## [REQUIRED WORK]
A word-for-word restatement of the listing is the only acceptable answer.

MATERIAL PROVIDED section start

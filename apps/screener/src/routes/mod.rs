pub mod health;

use axum::{
    extract::DefaultBodyLimit,
    routing::{get, post},
    Router,
};

use crate::screening::handlers;
use crate::state::AppState;

pub fn build_router(state: AppState) -> Router {
    let upload_limit = state.config.max_upload_bytes;

    Router::new()
        .route("/health", get(health::health_handler))
        .route(
            "/api/v1/screenings",
            post(handlers::handle_create_screening).layer(DefaultBodyLimit::max(upload_limit)),
        )
        .route(
            "/api/v1/offer-letters/:file_name",
            get(handlers::handle_download_offer_letter),
        )
        .with_state(state)
}
// Resume screening: similarity scoring, name extraction and the run orchestration.
// Scoring is synchronous; the HTTP handlers move each run onto the blocking pool.

pub mod handlers;
pub mod name_extractor;
pub mod pipeline;
pub mod scorer;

MATERIAL PROVIDED section end

## [FINISHED TASK]
filename apps/screener/src/routes/mod.rs
pub mod health;

use axum::{
    extract::DefaultBodyLimit,
    routing::{get, post},
    Router,
};

use crate::screening::handlers;
use crate::state::AppState;

pub fn build_router(state: AppState) -> Router {
    let upload_limit = state.config.max_upload_bytes;

    Router::new()
        .route("/health", get(health::health_handler))
        .route(
            "/api/v1/screenings",
            post(handlers::handle_create_screening).layer(DefaultBodyLimit::max(upload_limit)),
        )
        .route(
            "/api/v1/offer-letters/:file_name",
            get(handlers::handle_download_offer_letter),
        )
        .with_state(state)
}
// Resume screening: similarity scoring, name extraction and the run orchestration.
// Scoring is synchronous; the HTTP handlers move each run onto the blocking pool.

pub mod handlers;
pub mod name_extractor;
pub mod pipeline;
pub mod scorer;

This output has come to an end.